++++ Recorded data

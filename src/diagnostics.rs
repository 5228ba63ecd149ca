//! Diagnostic console.
//!
//! Every recoverable problem the deck runs into is recorded here and echoed
//! through the `log` facade. Nothing in this log is fatal.

use thiserror::Error;

/// One console entry.
#[derive(Error, Debug, Clone, PartialEq, Eq)]
pub enum Diagnostic {
    /// A keyword, ordinal or overlay id resolved to nothing.
    #[error("undefined location: {0}")]
    NotFound(String),

    /// Two pages claim the same keyword; the later page wins.
    #[error("page {page} duplicates key '{keyword}' (also used by page {previous})")]
    DuplicateKeyword {
        keyword: String,
        previous: usize,
        page: usize,
    },

    /// An operation expected a wrapper shape that was missing.
    #[error("structural warning: {0}")]
    StructuralWarning(String),

    #[error("pasting failed: empty clipboard")]
    ClipboardEmpty,

    /// Ordinary console line.
    #[error("{0}")]
    Note(String),
}

impl Diagnostic {
    /// Whether this entry is a warning rather than information.
    pub fn is_warning(&self) -> bool {
        matches!(
            self,
            Diagnostic::DuplicateKeyword { .. } | Diagnostic::StructuralWarning(_)
        )
    }
}

/// Append-only log of diagnostics in arrival order.
#[derive(Debug, Clone, Default)]
pub struct DiagnosticLog {
    entries: Vec<Diagnostic>,
}

impl DiagnosticLog {
    pub fn new() -> Self {
        Self::default()
    }

    /// Record a diagnostic and forward it to the logger.
    pub fn push(&mut self, diagnostic: Diagnostic) {
        match &diagnostic {
            Diagnostic::Note(_) => log::debug!("{diagnostic}"),
            Diagnostic::DuplicateKeyword { .. } | Diagnostic::StructuralWarning(_) => {
                log::warn!("{diagnostic}")
            }
            Diagnostic::NotFound(_) | Diagnostic::ClipboardEmpty => log::info!("{diagnostic}"),
        }
        self.entries.push(diagnostic);
    }

    pub fn note(&mut self, message: impl Into<String>) {
        self.push(Diagnostic::Note(message.into()));
    }

    pub fn entries(&self) -> &[Diagnostic] {
        &self.entries
    }

    /// Entries that are not plain notes.
    pub fn problems(&self) -> impl Iterator<Item = &Diagnostic> {
        self.entries
            .iter()
            .filter(|d| !matches!(d, Diagnostic::Note(_)))
    }

    pub fn warnings(&self) -> impl Iterator<Item = &Diagnostic> {
        self.entries.iter().filter(|d| d.is_warning())
    }

    pub fn len(&self) -> usize {
        self.entries.len()
    }

    pub fn is_empty(&self) -> bool {
        self.entries.is_empty()
    }

    pub fn clear(&mut self) {
        self.entries.clear();
    }
}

++++++++

Exercise aim: Retype every line up to and including the one that contains "One console entry.", beginning at the first line of the records, with no edits.

Answer:
filename src/diagnostics.rs
repository 5228ba63ecd149ca
//! Diagnostic console.
//!
//! Every recoverable problem the deck runs into is recorded here and echoed
//! through the `log` facade. Nothing in this log is fatal.

use thiserror::Error;

/// One console entry.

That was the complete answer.